Data records:
_ _ _ _

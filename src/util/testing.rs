use std::env;
use std::sync::Once;
use tracing::{debug, info};
use tracing_subscriber::{
    fmt::{self, format::FmtSpan},
    prelude::*,
    EnvFilter,
};

static TEST_SETUP: Once = Once::new();

pub fn init_test_setup() {
    TEST_SETUP.call_once(|| {
        // global logging subscriber, used by all tracing log macros
        setup_test_logging();
        info!("Test Setup complete");
    });
}

fn setup_test_logging() {
    let env_filter = EnvFilter::try_from_default_env().unwrap_or_else(|_| EnvFilter::new("debug"));

    let subscriber = tracing_subscriber::registry().with(
        fmt::layer()
            .with_test_writer()
            .with_target(true)
            .with_thread_names(false)
            .with_span_events(FmtSpan::CLOSE)
            .with_filter(env_filter),
    );

    // Only set if we haven't already set a global subscriber
    if tracing::dispatcher::has_been_set() {
        debug!("Tracing subscriber already set");
    } else {
        subscriber.try_init().unwrap_or_else(|e| {
            eprintln!("Error: Failed to set up logging: {}", e);
        });
    }
    if env::var("RUST_LOG").is_err() {
        debug!("RUST_LOG not set, using debug");
    }
}
//! GitHub REST API client
//!
//! Blocking `ureq` calls against the v3 REST API. Pagination follows the
//! `Link: <...>; rel="next"` response header until it disappears.

use base64::engine::general_purpose::STANDARD as BASE64;
use base64::Engine;
use serde::Deserialize;
use serde_json::Value;
use tracing::{debug, instrument};
use ureq::http::Response;
use ureq::{Agent, Body};

use crate::config::Settings;
use crate::domain::AccessToken;
use crate::infrastructure::traits::RepositoryHost;
use crate::infrastructure::{InfraError, InfraResult};

const USER_AGENT: &str = concat!("weave-lease/", env!("CARGO_PKG_VERSION"));
const API_VERSION: &str = "2022-11-28";

#[derive(Deserialize)]
struct RepoSummary {
    name: String,
}

#[derive(Deserialize)]
struct RepoMeta {
    default_branch: Option<String>,
}

/// GitHub implementation of [`RepositoryHost`].
pub struct GitHubClient {
    agent: Agent,
    api_url: String,
    page_size: u32,
}

impl GitHubClient {
    pub fn new(api_url: impl Into<String>, page_size: u32) -> Self {
        let api_url = api_url.into().trim_end_matches('/').to_string();
        Self {
            agent: Agent::new_with_defaults(),
            api_url,
            page_size: page_size.clamp(1, 100),
        }
    }

    pub fn from_settings(settings: &Settings) -> Self {
        Self::new(settings.api_url.clone(), settings.page_size)
    }

    fn get(
        &self,
        token: &AccessToken,
        url: &str,
        query: &[(&str, &str)],
    ) -> InfraResult<Response<Body>> {
        debug!("GET {}", url);
        let mut request = self
            .agent
            .get(url)
            .header("Authorization", format!("Bearer {}", token.secret()))
            .header("Accept", "application/vnd.github+json")
            .header("X-GitHub-Api-Version", API_VERSION)
            .header("User-Agent", USER_AGENT);
        for (key, value) in query {
            request = request.query(*key, *value);
        }
        request.call().map_err(|e| http_error(url, e))
    }

    fn read_json<T: serde::de::DeserializeOwned>(
        url: &str,
        response: &mut Response<Body>,
    ) -> InfraResult<T> {
        response
            .body_mut()
            .read_json()
            .map_err(|e| InfraError::Decode {
                message: format!("{url}: {e}"),
            })
    }
}

impl RepositoryHost for GitHubClient {
    #[instrument(skip(self, token))]
    fn list_repositories(&self, token: &AccessToken, org: &str) -> InfraResult<Vec<String>> {
        let page_size = self.page_size.to_string();
        let mut url = format!("{}/orgs/{}/repos", self.api_url, org);
        let mut query = vec![("type", "all"), ("per_page", page_size.as_str())];
        let mut names = Vec::new();

        loop {
            let mut response = self.get(token, &url, &query)?;
            let next = response
                .headers()
                .get("link")
                .and_then(|v| v.to_str().ok())
                .and_then(next_page_url);
            let page: Vec<RepoSummary> = Self::read_json(&url, &mut response)?;
            debug!("list_repositories: page with {} repos", page.len());
            names.extend(page.into_iter().map(|r| r.name));

            match next {
                Some(next) => {
                    // next links already carry the query string
                    url = next;
                    query.clear();
                }
                None => break,
            }
        }

        Ok(names)
    }

    #[instrument(skip(self, token))]
    fn default_branch(
        &self,
        token: &AccessToken,
        org: &str,
        repo: &str,
    ) -> InfraResult<Option<String>> {
        let url = format!("{}/repos/{}/{}", self.api_url, org, repo);
        let mut response = self.get(token, &url, &[])?;
        let meta: RepoMeta = Self::read_json(&url, &mut response)?;
        Ok(meta.default_branch.filter(|b| !b.is_empty()))
    }

    #[instrument(skip(self, token))]
    fn file_contents(
        &self,
        token: &AccessToken,
        org: &str,
        repo: &str,
        path: &str,
        git_ref: &str,
    ) -> InfraResult<Option<String>> {
        let url = format!(
            "{}/repos/{}/{}/contents/{}",
            self.api_url,
            org,
            repo,
            path.trim_start_matches('/')
        );
        let mut response = self.get(token, &url, &[("ref", git_ref)])?;
        let body: Value = Self::read_json(&url, &mut response)?;
        decode_content(&body)
    }
}

fn http_error(url: &str, e: ureq::Error) -> InfraError {
    match e {
        ureq::Error::StatusCode(code) => InfraError::Http {
            message: format!("GET {url}: HTTP {code}"),
            status: Some(code),
        },
        other => InfraError::Http {
            message: format!("GET {url}: {other}"),
            status: None,
        },
    }
}

/// Extract the `rel="next"` target from a `Link` header.
pub fn next_page_url(link_header: &str) -> Option<String> {
    link_header.split(',').find_map(|part| {
        let mut segments = part.split(';');
        let target = segments.next()?.trim();
        let is_next = segments.any(|s| {
            let s = s.trim();
            s == r#"rel="next""# || s == "rel=next"
        });
        if !is_next {
            return None;
        }
        target
            .strip_prefix('<')
            .and_then(|t| t.strip_suffix('>'))
            .map(str::to_string)
    })
}

/// Decode the base64 `content` field of a contents API response.
///
/// GitHub wraps the payload at 60 columns, so whitespace is stripped first.
pub fn decode_content(body: &Value) -> InfraResult<Option<String>> {
    let Some(encoded) = body.get("content").and_then(Value::as_str) else {
        return Ok(None);
    };
    let compact: String = encoded.chars().filter(|c| !c.is_whitespace()).collect();
    let bytes = BASE64
        .decode(compact.as_bytes())
        .map_err(|e| InfraError::Decode {
            message: format!("base64 content: {e}"),
        })?;
    Ok(Some(String::from_utf8_lossy(&bytes).into_owned()))
}
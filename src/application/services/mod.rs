//! Application services
//!
//! Concrete service implementations that orchestrate domain logic.
//! Services depend on I/O boundary traits (RepositoryHost, Selector, etc.)
//! but are themselves concrete structs, not traits.

mod delivery;
mod lease;

pub use delivery::{DeliveryService, LeaseAction, ACTION_PROMPT};
pub use lease::{
    GeneratedLease, LeaseRequest, LeaseService, ENVIRONMENT_PROMPT, REPOSITORY_PROMPT,
};
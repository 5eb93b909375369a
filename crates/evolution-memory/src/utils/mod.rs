//! Utilities module - text processing shared across the crate

pub mod text_utils;

pub use text_utils::TextUtils;
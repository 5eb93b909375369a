//! Context engine module - retrieval of prior experience and context snapshots

pub mod fact_extractor;
pub mod retrieval;
pub mod snapshot;

pub use fact_extractor::FactExtractor;
pub use retrieval::{ContextBundle, RetrievalEngine, DEFAULT_RETRIEVAL_LIMIT};
pub use snapshot::{calculate_retrieval_priority, ContextSnapshotManager};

_ _ _ _

What you will do
Every word of the data above should be given again, exactly as it stands.

Response below
filename src/util/testing.rs
use std::env;
use std::sync::Once;
use tracing::{debug, info};
use tracing_subscriber::{
    fmt::{self, format::FmtSpan},
    prelude::*,
    EnvFilter,
};

static TEST_SETUP: Once = Once::new();

pub fn init_test_setup() {
    TEST_SETUP.call_once(|| {
        // global logging subscriber, used by all tracing log macros
        setup_test_logging();
        info!("Test Setup complete");
    });
}

fn setup_test_logging() {
    let env_filter = EnvFilter::try_from_default_env().unwrap_or_else(|_| EnvFilter::new("debug"));

    let subscriber = tracing_subscriber::registry().with(
        fmt::layer()
            .with_test_writer()
            .with_target(true)
            .with_thread_names(false)
            .with_span_events(FmtSpan::CLOSE)
            .with_filter(env_filter),
    );

    // Only set if we haven't already set a global subscriber
    if tracing::dispatcher::has_been_set() {
        debug!("Tracing subscriber already set");
    } else {
        subscriber.try_init().unwrap_or_else(|e| {
            eprintln!("Error: Failed to set up logging: {}", e);
        });
    }
    if env::var("RUST_LOG").is_err() {
        debug!("RUST_LOG not set, using debug");
    }
}
//! GitHub REST API client
//!
//! Blocking `ureq` calls against the v3 REST API. Pagination follows the
//! `Link: <...>; rel="next"` response header until it disappears.

use base64::engine::general_purpose::STANDARD as BASE64;
use base64::Engine;
use serde::Deserialize;
use serde_json::Value;
use tracing::{debug, instrument};
use ureq::http::Response;
use ureq::{Agent, Body};

use crate::config::Settings;
use crate::domain::AccessToken;
use crate::infrastructure::traits::RepositoryHost;
use crate::infrastructure::{InfraError, InfraResult};

const USER_AGENT: &str = concat!("weave-lease/", env!("CARGO_PKG_VERSION"));
const API_VERSION: &str = "2022-11-28";

#[derive(Deserialize)]
struct RepoSummary {
    name: String,
}

#[derive(Deserialize)]
struct RepoMeta {
    default_branch: Option<String>,
}

/// GitHub implementation of [`RepositoryHost`].
pub struct GitHubClient {
    agent: Agent,
    api_url: String,
    page_size: u32,
}

impl GitHubClient {
    pub fn new(api_url: impl Into<String>, page_size: u32) -> Self {
        let api_url = api_url.into().trim_end_matches('/').to_string();
        Self {
            agent: Agent::new_with_defaults(),
            api_url,
            page_size: page_size.clamp(1, 100),
        }
    }

    pub fn from_settings(settings: &Settings) -> Self {
        Self::new(settings.api_url.clone(), settings.page_size)
    }

    fn get(
        &self,
        token: &AccessToken,
        url: &str,
        query: &[(&str, &str)],
    ) -> InfraResult<Response<Body>> {
        debug!("GET {}", url);
        let mut request = self
            .agent
            .get(url)
            .header("Authorization", format!("Bearer {}", token.secret()))
            .header("Accept", "application/vnd.github+json")
            .header("X-GitHub-Api-Version", API_VERSION)
            .header("User-Agent", USER_AGENT);
        for (key, value) in query {
            request = request.query(*key, *value);
        }
        request.call().map_err(|e| http_error(url, e))
    }

    fn read_json<T: serde::de::DeserializeOwned>(
        url: &str,
        response: &mut Response<Body>,
    ) -> InfraResult<T> {
        response
            .body_mut()
            .read_json()
            .map_err(|e| InfraError::Decode {
                message: format!("{url}: {e}"),
            })
    }
}

impl RepositoryHost for GitHubClient {
    #[instrument(skip(self, token))]
    fn list_repositories(&self, token: &AccessToken, org: &str) -> InfraResult<Vec<String>> {
        let page_size = self.page_size.to_string();
        let mut url = format!("{}/orgs/{}/repos", self.api_url, org);
        let mut query = vec![("type", "all"), ("per_page", page_size.as_str())];
        let mut names = Vec::new();

        loop {
            let mut response = self.get(token, &url, &query)?;
            let next = response
                .headers()
                .get("link")
                .and_then(|v| v.to_str().ok())
                .and_then(next_page_url);
            let page: Vec<RepoSummary> = Self::read_json(&url, &mut response)?;
            debug!("list_repositories: page with {} repos", page.len());
            names.extend(page.into_iter().map(|r| r.name));

            match next {
                Some(next) => {
                    // next links already carry the query string
                    url = next;
                    query.clear();
                }
                None => break,
            }
        }

        Ok(names)
    }

    #[instrument(skip(self, token))]
    fn default_branch(
        &self,
        token: &AccessToken,
        org: &str,
        repo: &str,
    ) -> InfraResult<Option<String>> {
        let url = format!("{}/repos/{}/{}", self.api_url, org, repo);
        let mut response = self.get(token, &url, &[])?;
        let meta: RepoMeta = Self::read_json(&url, &mut response)?;
        Ok(meta.default_branch.filter(|b| !b.is_empty()))
    }

    #[instrument(skip(self, token))]
    fn file_contents(
        &self,
        token: &AccessToken,
        org: &str,
        repo: &str,
        path: &str,
        git_ref: &str,
    ) -> InfraResult<Option<String>> {
        let url = format!(
            "{}/repos/{}/{}/contents/{}",
            self.api_url,
            org,
            repo,
            path.trim_start_matches('/')
        );
        let mut response = self.get(token, &url, &[("ref", git_ref)])?;
        let body: Value = Self::read_json(&url, &mut response)?;
        decode_content(&body)
    }
}

fn http_error(url: &str, e: ureq::Error) -> InfraError {
    match e {
        ureq::Error::StatusCode(code) => InfraError::Http {
            message: format!("GET {url}: HTTP {code}"),
            status: Some(code),
        },
        other => InfraError::Http {
            message: format!("GET {url}: {other}"),
            status: None,
        },
    }
}

/// Extract the `rel="next"` target from a `Link` header.
pub fn next_page_url(link_header: &str) -> Option<String> {
    link_header.split(',').find_map(|part| {
        let mut segments = part.split(';');
        let target = segments.next()?.trim();
        let is_next = segments.any(|s| {
            let s = s.trim();
            s == r#"rel="next""# || s == "rel=next"
        });
        if !is_next {
            return None;
        }
        target
            .strip_prefix('<')
            .and_then(|t| t.strip_suffix('>'))
            .map(str::to_string)
    })
}

/// Decode the base64 `content` field of a contents API response.
///
/// GitHub wraps the payload at 60 columns, so whitespace is stripped first.
pub fn decode_content(body: &Value) -> InfraResult<Option<String>> {
    let Some(encoded) = body.get("content").and_then(Value::as_str) else {
        return Ok(None);
    };
    let compact: String = encoded.chars().filter(|c| !c.is_whitespace()).collect();
    let bytes = BASE64
        .decode(compact.as_bytes())
        .map_err(|e| InfraError::Decode {
            message: format!("base64 content: {e}"),
        })?;
    Ok(Some(String::from_utf8_lossy(&bytes).into_owned()))
}
filename src/application/services/mod.rs
//! Application services
//!
//! Concrete service implementations that orchestrate domain logic.
//! Services depend on I/O boundary traits (RepositoryHost, Selector, etc.)
//! but are themselves concrete structs, not traits.

mod delivery;
mod lease;

pub use delivery::{DeliveryService, LeaseAction, ACTION_PROMPT};
pub use lease::{
    GeneratedLease, LeaseRequest, LeaseService, ENVIRONMENT_PROMPT, REPOSITORY_PROMPT,
};
repository 5eb93b909375369a
filename crates/evolution-memory/src/utils/mod.rs
//! Utilities module - text processing shared across the crate

pub mod text_utils;

pub use text_utils::TextUtils;
repository 5eb93b909375369a
//! Context engine module - retrieval of prior experience and context snapshots

pub mod fact_extractor;
pub mod retrieval;
pub mod snapshot;

pub use fact_extractor::FactExtractor;
pub use retrieval::{ContextBundle, RetrievalEngine, DEFAULT_RETRIEVAL_LIMIT};
pub use snapshot::{calculate_retrieval_priority, ContextSnapshotManager};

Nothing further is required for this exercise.